Tennessee No Refusal DUI Enforcement

Several Knoxville media outlets are reporting increased Tennessee DUI enforcement for the upcoming holiday.  Please visit the following links for these stories: Troopers will enforce No Refusal campaign over New Year’s Eve holiday or Police step up DUI enforcement during New Year’s.

The increased enforcement is set to begin at 6 p.m. tonight and end at midnight on Tuesday (New Year’s Day).  We frequently receive questions about a person’s rights in relation to a blood or breath test following a Tennessee DUI arrest.  The Tennessee Highway Patrol plan to implement the “no refusal” law during this busy holiday period highlights one of the most common question we field–what does “no refusal” mean?

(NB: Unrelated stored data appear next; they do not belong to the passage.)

//! Charm entry points
//!
//! Each platform event has a named handler. Lifecycle and relation events
//! all run the same [`Operator::main`] pass; the mapping from platform
//! events to [`Event`] values is left to the caller.

use std::path::PathBuf;

use tracing::{info, warn};

use crate::adapters::{get_interfaces, Model, REQUIRED_INTERFACES};
use crate::reconcilers::mlflow::{self, ReconcileInputs, Reconciled, RELATION_ENDPOINTS};
use crate::reconcilers::pod_defaults::{
    self, load_requirements, POD_DEFAULTS_KEY, REQUIREMENTS_KEY,
};
use crate::status::{CheckFailed, UnitStatus};

/// Endpoint of the pod-defaults relation
pub const POD_DEFAULTS_ENDPOINT: &str = "pod-defaults";

/// Platform events the operator reacts to
#[derive(Clone, Debug, PartialEq, Eq)]
pub enum Event {
    Install,
    LeaderElected,
    UpgradeCharm,
    ConfigChanged,
    DbRelationChanged,
    ObjectStorageRelationChanged,
    IngressRelationChanged,
    PodDefaultsRelationJoined { relation_id: u32 },
    PodDefaultsRelationChanged { relation_id: u32 },
}

/// The charm, driving a [`Model`]
pub struct Operator<M: Model> {
    model: M,
    requirements_path: PathBuf,
}

impl<M: Model> Operator<M> {
    pub fn new(model: M, requirements_path: impl Into<PathBuf>) -> Self {
        Self {
            model,
            requirements_path: requirements_path.into(),
        }
    }

    pub fn model(&self) -> &M {
        &self.model
    }

    pub fn into_model(self) -> M {
        self.model
    }

    /// Dispatch an event to its handler
    pub fn handle(&mut self, event: &Event) {
        match event {
            Event::Install => self.on_install(),
            Event::LeaderElected => self.on_leader_elected(),
            Event::UpgradeCharm => self.on_upgrade_charm(),
            Event::ConfigChanged => self.on_config_changed(),
            Event::DbRelationChanged => self.on_db_relation_changed(),
            Event::ObjectStorageRelationChanged => self.on_object_storage_relation_changed(),
            Event::IngressRelationChanged => self.on_ingress_relation_changed(),
            Event::PodDefaultsRelationJoined { relation_id } => {
                self.on_pod_defaults_relation_joined(*relation_id)
            }
            Event::PodDefaultsRelationChanged { relation_id } => {
                self.on_pod_defaults_relation_changed(*relation_id)
            }
        }
    }

    pub fn on_install(&mut self) {
        self.main();
    }

    pub fn on_leader_elected(&mut self) {
        self.main();
    }

    pub fn on_upgrade_charm(&mut self) {
        self.main();
    }

    pub fn on_config_changed(&mut self) {
        self.main();
    }

    pub fn on_db_relation_changed(&mut self) {
        self.main();
    }

    pub fn on_object_storage_relation_changed(&mut self) {
        self.main();
    }

    pub fn on_ingress_relation_changed(&mut self) {
        self.main();
    }

    pub fn on_pod_defaults_relation_joined(&mut self, relation_id: u32) {
        self.publish_pod_defaults(relation_id);
    }

    pub fn on_pod_defaults_relation_changed(&mut self, relation_id: u32) {
        self.publish_pod_defaults(relation_id);
    }

    /// One reconciliation pass
    ///
    /// Publishes the ingress route, submits the pod spec and reports the
    /// unit status. A failed check only updates the status.
    pub fn main(&mut self) {
        let relations = self.model.relation_set(&RELATION_ENDPOINTS);
        let outcome = mlflow::reconcile(ReconcileInputs {
            app_name: self.model.app_name(),
            leader: self.model.is_leader(),
            config: self.model.config(),
            relations: &relations,
            image: self.model.fetch_image(),
        });

        match outcome {
            Ok(Reconciled {
                descriptor,
                ingress,
            }) => {
                if let Some(ingress) = ingress {
                    for relation_id in &ingress.relation_ids {
                        self.model
                            .update_app_data(*relation_id, ingress.data.clone());
                    }
                }
                info!(app = %self.model.app_name(), "Setting pod spec");
                self.model.set_spec(descriptor);
                self.model.set_status(UnitStatus::Active);
            }
            Err(failed) => {
                info!(
                    severity = %failed.severity,
                    message = %failed.message,
                    "Reconciliation check failed"
                );
                self.model.set_status(failed.into());
            }
        }
    }

    fn publish_pod_defaults(&mut self, relation_id: u32) {
        if let Err(failed) = self.try_publish_pod_defaults(relation_id) {
            self.model.set_status(failed.into());
        }
    }

    fn try_publish_pod_defaults(&mut self, relation_id: u32) -> Result<(), CheckFailed> {
        let relations = self.model.relation_set(&RELATION_ENDPOINTS);
        let interfaces = get_interfaces(&relations, &REQUIRED_INTERFACES)?;
        let storage = mlflow::object_storage_record(&interfaces)?;

        if self.model.is_leader() {
            let tracking_uri = pod_defaults::tracking_uri(
                self.model.app_name(),
                self.model.model_name(),
                self.model.config().mlflow_port,
            );
            let defaults = pod_defaults::pod_defaults(&storage, tracking_uri);
            match serde_json::to_string(&defaults) {
                Ok(json) => self.model.update_app_data(
                    relation_id,
                    [(POD_DEFAULTS_KEY.to_string(), json)].into(),
                ),
                Err(e) => warn!(error = %e, "Failed to encode pod defaults"),
            }
        }

        let requirements = load_requirements(&self.requirements_path);
        match serde_json::to_string(&requirements) {
            Ok(json) => self
                .model
                .update_unit_data(relation_id, [(REQUIREMENTS_KEY.to_string(), json)].into()),
            Err(e) => warn!(error = %e, "Failed to encode requirements"),
        }

        Ok(())
    }
}
//! MLflow Kubernetes Operator
//!
//! This operator deploys and reconfigures an MLflow tracking server from
//! its configuration and the state of its relations (database, object
//! storage, ingress), declared on an `MlflowServer` custom resource.

pub mod adapters;
pub mod controllers;
pub mod crd;
pub mod descriptor;
pub mod error;
pub mod metrics;
pub mod reconcilers;
pub mod settings;
pub mod status;

pub use error::{Error, Result};
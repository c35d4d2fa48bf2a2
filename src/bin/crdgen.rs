//! CRD YAML Generator
//!
//! This binary generates Kubernetes CRD manifests for all custom resources
//! defined by the mlflow-operator.
//!
//! Usage: cargo run --bin crdgen > deploy/crds/all.yaml

use mlflow_operator::crd::generate_crds;

fn main() -> anyhow::Result<()> {
    for crd in generate_crds()? {
        println!("---");
        print!("{}", crd);
    }
    Ok(())
}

Often, following a DUI arrest, the Tennessee officer will offer an arrestee the ability to refuse to submit to a chemical test of the officer’s choice (blood, breath or urine).  Tennessee law, however, also provides that even if the arrestee refuses to submit to a chemical test, the office can obtain a search warrant to forcefully obtain the sample.  During these “no refusal” enforcement periods, the Tennessee Highway Patrol typically has a Tennessee judge (or judges) on call.  If the judge determines that the requisite legal grounds (based on the officer’s DUI investigation) exist, a search warrant can be obtained allowing the officer to obtain a chemical test (most often a blood sample), even over the objection (or refusal) of the motorist placed under arrest.

More information about the Tennessee Implied Consent Law can be found by visiting our website or in the prior blog post, “Tennessee DUI No Refusal Weekends.” You may also contact our attorneys, Steve and Sara, by calling 865-249-7200. Even during this busy holiday season, the attorneys at Oberman & Rice are available to speak with you 24/7.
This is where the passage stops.